Don’t Do Projections from Bad Data

As Yogi Berra put it (or Niels Bohr, depending), prediction is hard, particularly about the future. I’ve been interested in mathematical models for more than the last half century. Here’s the dirty little secret about them: the results you get out of them can be no better than the data you put into them.

I’ve been reading up on the disease models’ projections of the course of the Wuhan coronovirus outbreak. Not to put too fine a point on it but they don’t make sense. They don’t comport with what seems to be happening at all. Funny thing, though. Several of them would be right on the money if the numbers of infected and killed were much, much higher than are being reported from China.
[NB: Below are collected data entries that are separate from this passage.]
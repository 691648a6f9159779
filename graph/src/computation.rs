//! Computations and the fusion graph.

use smallvec::SmallVec;
use snafu::{OptionExt, ensure};

use crate::error::*;
use crate::node::MAX_TILE_SIZE;
use crate::{Node, NodeId, Opcode};

#[derive(Debug, Clone, Copy, PartialEq, Eq, Hash, PartialOrd, Ord)]
#[derive(derive_more::Display)]
#[display("@{_0}")]
pub struct ComputationId(pub(crate) usize);

impl ComputationId {
    pub fn index(&self) -> usize {
        self.0
    }
}

/// A node addressed across computations.
#[derive(Debug, Clone, Copy, PartialEq, Eq, Hash)]
pub struct NodeRef {
    pub computation: ComputationId,
    pub node: NodeId,
}

/// Topologically sorted nodes with declared roots.
#[derive(Debug, Clone, PartialEq)]
pub struct Computation {
    pub name: String,
    pub(crate) nodes: Vec<Node>,
    pub(crate) roots: SmallVec<[NodeId; 2]>,
    /// Fusion node calling this computation; `None` for the entry and for reducers.
    pub(crate) caller: Option<NodeRef>,
}

impl Computation {
    pub fn nodes(&self) -> impl ExactSizeIterator<Item = (NodeId, &Node)> {
        self.nodes.iter().enumerate().map(|(i, n)| (NodeId(i), n))
    }

    pub fn node(&self, id: NodeId) -> &Node {
        &self.nodes[id.0]
    }

    pub fn len(&self) -> usize {
        self.nodes.len()
    }

    pub fn is_empty(&self) -> bool {
        self.nodes.is_empty()
    }

    pub fn roots(&self) -> &[NodeId] {
        &self.roots
    }

    pub fn caller(&self) -> Option<NodeRef> {
        self.caller
    }

    /// Parameter node with the given number.
    pub fn parameter(&self, number: usize) -> Option<NodeId> {
        self.nodes().find(|(_, n)| n.opcode == Opcode::Parameter { number }).map(|(id, _)| id)
    }

    pub fn num_parameters(&self) -> usize {
        self.nodes.iter().filter(|n| n.opcode.is_parameter()).count()
    }

    /// Nodes using `id` as an operand.
    pub fn users(&self, id: NodeId) -> impl Iterator<Item = NodeId> + '_ {
        self.nodes().filter(move |(_, n)| n.operands.contains(&id)).map(|(u, _)| u)
    }
}

/// The whole tiled fusion: an entry computation plus nested and reducer computations.
#[derive(Debug, Clone, PartialEq)]
pub struct FusionGraph {
    pub name: String,
    pub(crate) computations: Vec<Computation>,
    pub(crate) entry: ComputationId,
}

impl FusionGraph {
    pub fn entry_id(&self) -> ComputationId {
        self.entry
    }

    pub fn entry(&self) -> &Computation {
        &self.computations[self.entry.0]
    }

    pub fn computation(&self, id: ComputationId) -> &Computation {
        &self.computations[id.0]
    }

    pub fn try_computation(&self, id: ComputationId) -> Result<&Computation> {
        self.computations.get(id.0).context(UnknownComputationSnafu { id })
    }

    pub fn computations(&self) -> impl Iterator<Item = (ComputationId, &Computation)> {
        self.computations.iter().enumerate().map(|(i, c)| (ComputationId(i), c))
    }

    pub fn node(&self, r: NodeRef) -> &Node {
        self.computation(r.computation).node(r.node)
    }

    /// Structural checks the emitter relies on.
    ///
    /// Producers precede consumers, every root exists, each nested fusion computation has exactly
    /// one caller whose operands cover its parameters, layouts are permutations, and every node's
    /// tiling is consistent with its rank.
    pub fn validate(&self) -> Result<()> {
        for (cid, comp) in self.computations() {
            ensure!(!comp.is_empty(), EmptyComputationSnafu { computation: comp.name.clone() });
            ensure!(!comp.roots.is_empty(), NoRootsSnafu { computation: comp.name.clone() });

            for (id, node) in comp.nodes() {
                for &operand in &node.operands {
                    ensure!(
                        operand < id,
                        OperandOrderSnafu { computation: comp.name.clone(), node: node.name.clone(), operand }
                    );
                }
                for &rt in &node.tile.runtime_variables {
                    ensure!(
                        rt < id,
                        OperandOrderSnafu { computation: comp.name.clone(), node: node.name.clone(), operand: rt }
                    );
                }
                self.validate_node(cid, node)?;
            }
            for root in &comp.roots {
                ensure!(
                    root.0 < comp.len(),
                    InvalidNodeSnafu { node: format!("{root}"), reason: format!("root outside {}", comp.name) }
                );
            }

            let callers = self.callers_of(cid);
            if let Some(caller) = comp.caller {
                ensure!(callers == 1, CallerCountSnafu { computation: comp.name.clone(), callers });
                let fusion = self.node(caller);
                for (_, node) in comp.nodes() {
                    if let Opcode::Parameter { number } = node.opcode {
                        ensure!(
                            number < fusion.operands.len(),
                            ParameterOutOfRangeSnafu { computation: comp.name.clone(), number }
                        );
                    }
                }
            } else if cid != self.entry {
                // Reducers are referenced by reductions, never by fusion nodes.
                ensure!(callers == 0, CallerCountSnafu { computation: comp.name.clone(), callers });
            }
        }
        Ok(())
    }

    fn validate_node(&self, cid: ComputationId, node: &Node) -> Result<()> {
        let invalid = |reason: String| InvalidNodeSnafu { node: node.name.clone(), reason }.fail();
        if !node.shape.has_valid_layout() {
            return invalid(format!("layout {:?} is not a permutation", node.shape.minor_to_major()));
        }
        if let Some(callee) = node.opcode.called_computation() {
            ensure!(callee.0 < self.computations.len() && callee != cid, UnknownComputationSnafu { id: callee });
        }
        let arity = match &node.opcode {
            Opcode::Parameter { .. } | Opcode::Constant { .. } | Opcode::Iota { .. } => Some(0),
            Opcode::Elementwise(op) => Some(op.arity()),
            Opcode::Broadcast { .. }
            | Opcode::Reshape
            | Opcode::Transpose { .. }
            | Opcode::Bitcast
            | Opcode::Slice { .. } => Some(1),
            Opcode::Reduce { .. } | Opcode::Pad { .. } | Opcode::Dot(_) => Some(2),
            Opcode::DynamicSlice { .. } => Some(1 + node.shape.rank()),
            Opcode::Concatenate { .. } | Opcode::Fusion { .. } => None,
        };
        if let Some(arity) = arity
            && arity != node.operands.len()
        {
            return invalid(format!("{} expects {arity} operands, got {}", node.opcode.name(), node.operands.len()));
        }
        let tile = &node.tile;
        if tile.rank() != node.shape.rank() {
            return invalid(format!("tile rank {} differs from shape rank {}", tile.rank(), node.shape.rank()));
        }
        if tile.tile_strides.len() != tile.rank() {
            return invalid(format!("{} tile sizes but {} strides", tile.rank(), tile.tile_strides.len()));
        }
        for &t in &tile.tile_sizes {
            ensure!(t > 0, NonPositiveSnafu { what: "tile size", value: t });
            ensure!(t <= MAX_TILE_SIZE, TileTooLargeSnafu { node: node.name.clone(), size: t, limit: MAX_TILE_SIZE });
        }
        ensure!(
            tile.offsets.rank() == tile.rank(),
            OffsetRankMismatchSnafu { node: node.name.clone(), expected: tile.rank(), actual: tile.offsets.rank() }
        );
        ensure!(
            tile.runtime_variables.len() == tile.offsets.rt_vars().len(),
            RuntimeVariableMismatchSnafu {
                node: node.name.clone(),
                declared: tile.runtime_variables.len(),
                expected: tile.offsets.rt_vars().len(),
            }
        );
        Ok(())
    }

    fn callers_of(&self, id: ComputationId) -> usize {
        self.computations
            .iter()
            .flat_map(|c| c.nodes.iter())
            .filter(|n| n.opcode == Opcode::Fusion { computation: id })
            .count()
    }
}

impl std::fmt::Display for FusionGraph {
    fn fmt(&self, f: &mut std::fmt::Formatter<'_>) -> std::fmt::Result {
        for (cid, comp) in self.computations() {
            let marker = if cid == self.entry { "ENTRY " } else { "" };
            writeln!(f, "{marker}{} {{", comp.name)?;
            for (id, node) in comp.nodes() {
                let root = if comp.roots.contains(&id) { " ROOT" } else { "" };
                writeln!(f, "  {id}{root} {node} tile={:?} offsets={}", node.tile.tile_sizes.as_slice(), node.tile.offsets)?;
            }
            writeln!(f, "}}")?;
        }
        Ok(())
    }
}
Even as we speak economists are industriously trying to predict the run-on effects on the economy of the outbreak. BusinessInside reports:

Economists predict China’s economy will slow to to growth levels not seen since the 2008 financial crisis, a Reuters poll showed on Friday. The 40 economists surveyed said gross domestic product will fall to 4.5% in the first quarter, while full-year 2020 growth could be 5.5%, down from 6.1% last year.

Further, a recent report from Bloomberg found that analysts now see China GDP going as low as 3.8%. That would be an especially problematic growth rate, as it sits below 4.15% — a threshold that, when breached, would send the so-called bad loan ratio at China’s biggest banks up five-fold, Bloomberg finds.

For context, in 2019 the sector saw record loan defaults and the first bank seizure in twenty years in 2019 — and that was when the economy was expanding at a much more robust 6%.

The U. S. economy is anticipated to be affected but not nearly so much. You would expect the stock market to be more affected. Most of the present boom is derived from increases in the values of just five stocks and one of those, Apple, is more dependent on a robust Chinese economy than the others. Fortunately (or unfortunately depending on how you look at it) the stock market is almost entirely divorced from the real economy. So far it doesn’t really seem to be responding to the outbreak. Stock market recoveries from previous serious outbreaks have been quite rapid.

I’m skeptical than we can make any sort of informed predictions about the Chinese or U. S. economies based on the data about COVID-19 that are coming out of China. It makes a difference whether the outbreak started in January or November and whether there have been 68,000 infections or 680,000. Making projections from reliable data is hard enough.

1 comment… add one
  • Jan Link

    There seems to be a greater number of people saying China knew about the Coronavirus in November, but didn’t fess up until the end of December. Also, most reports I hear are very skeptical about the numbers of infected people and deaths being posted by China.

    As an aside, that introductory paragraph, about results of mathematical models being no better than the data put into them, rings true. IOW, garbage in, garbage out. I think such a claim also resoundingly applies to IPCC supported models, regarding climate change origins and inevitability predictions.